Modele de sere mici

L`analyse de réseau représente une alternative prometteuse dans de telles circonstances limitées de données [22 – 24]. Comme beaucoup de voies moléculaires dans l`EIA sont qualitativement bien décrites, les réseaux d`interaction peuvent être une approche appropriée pour caractériser l`EIA. Ces réseaux sont des représentations simplifiées des systèmes biologiques dans lesquels les composants du système tels que les gènes, les protéines ou les cellules sont représentés par des noeuds et les interactions entre eux par les arêtes [25]. Les modèles de réseau booléen, initialement introduits par Kauffman [26, 27], représentent les modèles dynamiques discrets les plus simples. Ces modèles supposent seulement deux États discrets pour les noeuds d`un réseau, ON ou OFF, correspondant aux valeurs logiques 1 (actif) ou 0 (non actif, mais pas nécessairement absent) [28]. Un modèle logique bien conçu pourrait générer des résultats prédictifs en raison d`un ensemble de conditions initiales. Des cadres qualitatifs et logiques ont émergé comme des approches pertinentes avec différentes applications, comme en témoigne un nombre croissant de modèles publiés [29]. En complément de ces applications, plusieurs groupes ont fourni diverses méthodes et outils pour soutenir la définition et l`analyse des modèles logiques, comme cela peut être vu par les récentes réalisations du Consortium pour les modèles et outils logiques (CoLoMoTo) dans la logique modélisation [30]. Il existe déjà plusieurs outils pour la modélisation booléenne des réseaux de régulation dans lesquels il est possible de définir des relations directes d`inhibition d`activation entre les composants du réseau, tels que BoolNet R [31] ou GINsim [32]. Plus récemment, le paquet R SPIDDOR (pharmacologie des systèmes pour le développement efficace de médicaments sur R), entre autres, a mis en place de nouveaux types d`interactions et de perturbations réglementaires dans le système, tels que les modulateurs positifs et négatifs et la les altérations du polymorphisme, qui conduisent à une dynamique plus riche entre les noeuds [28]. Déclaration des intérêts concurrents: SERES Therapeutics a conclu une entente d`option avec l`Université de Pennsylvanie pour certains droits de propriété intellectuelle, énumérant chaire G.D.W. comme un inventeur.

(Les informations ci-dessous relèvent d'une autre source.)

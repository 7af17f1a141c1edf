//! ConnectionRegistry: name → connection lookup and validated action dispatch.

use crate::config::{ConnectionConfig, EnvLookup};
use crate::connections::actions::{
    GENERATE_TEXT, GenerateTextArgs, READ_MESSAGES, REPLY_TO_MESSAGE, ReadMessagesArgs,
    ReplyToMessageArgs,
};
use crate::connections::discord::DiscordConnection;
use crate::connections::openai::OpenAiConnection;
use crate::connections::traits::{Connection, ConnectionDyn};
use crate::error::{ConfigError, ConnectionError, Result};
use crate::{Message, MessageId};
use anyhow::Context as _;
use serde::Serialize;
use serde_json::Value;
use std::sync::Arc;

/// Holds every connection the agent was configured with, in registration order.
///
/// Built once at startup; the map never changes afterwards.
pub struct ConnectionRegistry {
    connections: Vec<Arc<dyn ConnectionDyn>>,
}

impl ConnectionRegistry {
    /// Create an empty registry.
    pub fn new() -> Self {
        Self {
            connections: Vec::new(),
        }
    }

    /// Build the registry from the agent descriptor's connection list.
    pub fn from_config(connections: &[ConnectionConfig], env: EnvLookup<'_>) -> Result<Self> {
        let mut registry = Self::new();

        for connection in connections {
            match connection.name.as_str() {
                "discord" => registry.register(DiscordConnection::from_config(connection, env)?)?,
                "openai" => registry.register(OpenAiConnection::from_config(connection, env)?)?,
                other => {
                    return Err(
                        ConfigError::Invalid(format!("unsupported connection: {other}")).into(),
                    );
                }
            }
        }

        Ok(registry)
    }

    /// Register a connection. Names must be unique.
    pub fn register(&mut self, connection: impl Connection) -> Result<()> {
        let name = Connection::name(&connection).to_string();
        if self.get(&name).is_some() {
            return Err(ConfigError::Invalid(format!("duplicate connection: {name}")).into());
        }

        tracing::debug!(connection = %name, "connection registered");
        self.connections.push(Arc::new(connection));
        Ok(())
    }

    fn get(&self, connection_name: &str) -> Option<&Arc<dyn ConnectionDyn>> {
        self.connections
            .iter()
            .find(|connection| connection.name() == connection_name)
    }

    pub fn contains(&self, connection_name: &str) -> bool {
        self.get(connection_name).is_some()
    }

    /// Whether the named connection exists and reports itself configured.
    pub fn is_configured(&self, connection_name: &str) -> bool {
        self.get(connection_name)
            .is_some_and(|connection| connection.is_configured())
    }

    /// Every connection declaring text generation, in registration order.
    pub fn list_model_providers(&self) -> Vec<String> {
        self.connections
            .iter()
            .filter(|connection| connection.generates_text())
            .map(|connection| connection.name().to_string())
            .collect()
    }

    /// Perform an action on a connection.
    ///
    /// Arguments are checked against the declared schema first; the handler
    /// only runs when every check passes. Its result is returned unchanged.
    pub async fn perform(
        &self,
        connection_name: &str,
        action_name: &str,
        args: Value,
    ) -> Result<Value> {
        let connection = self
            .get(connection_name)
            .ok_or_else(|| ConnectionError::UnknownConnection(connection_name.to_string()))?;

        let spec = connection
            .actions()
            .iter()
            .find(|spec| spec.name == action_name)
            .ok_or_else(|| ConnectionError::UnknownAction {
                connection: connection_name.to_string(),
                action: action_name.to_string(),
            })?;

        spec.validate(&args)
            .map_err(|reason| ConnectionError::InvalidArguments {
                connection: connection_name.to_string(),
                action: action_name.to_string(),
                reason,
            })?;

        if !connection.is_configured() {
            return Err(ConnectionError::NotConfigured(connection_name.to_string()).into());
        }

        tracing::debug!(connection = %connection_name, action = %action_name, "performing action");
        connection.perform(action_name, args).await
    }

    /// Read the newest `count` messages from a feed, newest first.
    pub async fn read_messages(
        &self,
        connection_name: &str,
        channel_id: &str,
        count: u32,
    ) -> Result<Vec<Message>> {
        let args = encode_args(&ReadMessagesArgs {
            channel_id: channel_id.to_string(),
            count,
        })?;
        let value = self.perform(connection_name, READ_MESSAGES, args).await?;

        let mut messages: Vec<Message> =
            serde_json::from_value(value).map_err(|error| ConnectionError::ActionFailed {
                connection: connection_name.to_string(),
                action: READ_MESSAGES.to_string(),
                message: format!("unexpected result shape: {error}"),
            })?;

        for message in &mut messages {
            if message.channel_id.is_empty() {
                message.channel_id = channel_id.to_string();
            }
        }

        Ok(messages)
    }

    /// Post `text` as a reply. Returns whether the feed reported success.
    pub async fn reply_to_message(
        &self,
        connection_name: &str,
        channel_id: &str,
        message_id: &MessageId,
        text: &str,
    ) -> Result<bool> {
        let args = encode_args(&ReplyToMessageArgs {
            channel_id: channel_id.to_string(),
            message_id: message_id.to_string(),
            text: text.to_string(),
        })?;
        let value = self.perform(connection_name, REPLY_TO_MESSAGE, args).await?;

        Ok(is_truthy(&value))
    }

    /// Turn a prompt pair into text.
    pub async fn generate_text(
        &self,
        connection_name: &str,
        prompt: &str,
        system_prompt: &str,
    ) -> Result<String> {
        let args = encode_args(&GenerateTextArgs {
            prompt: prompt.to_string(),
            system_prompt: system_prompt.to_string(),
        })?;
        let value = self.perform(connection_name, GENERATE_TEXT, args).await?;

        match value {
            Value::String(text) => Ok(text),
            other => Err(ConnectionError::ActionFailed {
                connection: connection_name.to_string(),
                action: GENERATE_TEXT.to_string(),
                message: format!("expected text, got {other}"),
            }
            .into()),
        }
    }
}

impl Default for ConnectionRegistry {
    fn default() -> Self {
        Self::new()
    }
}

fn encode_args(args: &impl Serialize) -> Result<Value> {
    Ok(serde_json::to_value(args).context("failed to encode action arguments")?)
}

/// Feeds answer a reply with a flag or the created object; both count as success.
fn is_truthy(value: &Value) -> bool {
    match value {
        Value::Null => false,
        Value::Bool(flag) => *flag,
        Value::Number(number) => number.as_f64().is_some_and(|n| n != 0.0),
        Value::String(text) => !text.is_empty(),
        Value::Array(items) => !items.is_empty(),
        Value::Object(fields) => !fields.is_empty(),
    }
}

SER-287 est une capsule Orale développée à l`aide de la plate-forme de thérapeutique microbiome brevetée de SERES. C`est un candidat thérapeutique de source biologique composé d`une écologie bactérienne complexe et diverse de spores. En plus du SER-287, le pipeline de développement de SERES comprend le SER-301, un produit synthétique conçu rationnellement, composé d`espèces bactériennes cultivées in vitro pour le développement de l`UC et d`autres troubles gastro-intestinaux chroniques avec un besoin médical non satisfait élevé. Editeur: Shree RAM Singh, National Cancer Institute, États-Unis étonnamment, le modèle montre qu`un knockout de IL2 conduit à une réduction des MMPs semblables à celle d`un knockout de TNFα, même lorsque les résultats antérieurs des essais cliniques avec le Basiliximab ou le daclizumab ( les anticorps monoclonaux qui se lient au récepteur de l`interleukine 2 CD25) dans la colite ulcéreuse n`ont pas montré de supériorité aux corticoïdes seuls [73, 74]. Le mécanisme d`action des corticoïdes n`a pas été complètement décrit, mais on sait que les corticostéroïdes provoquent des niveaux diminués de IL2 ARNm [75, 76]. Ainsi que le reste des mécanismes inhibiteurs de corticoïdes, ce serait la raison pour laquelle le Basiliximab ou le daclizumab ne montrent pas la supériorité des corticoïdes seuls. En résumé, nous présentons un modèle de réseau pour les maladies inflammatoires de l`intestin qui est disponible et prêt à être utilisé et peut faire face à (multi-échelle) des extensions de modèle. Il est appuyé par un référentiel complet résumant les résultats de la littérature la plus pertinente dans le domaine.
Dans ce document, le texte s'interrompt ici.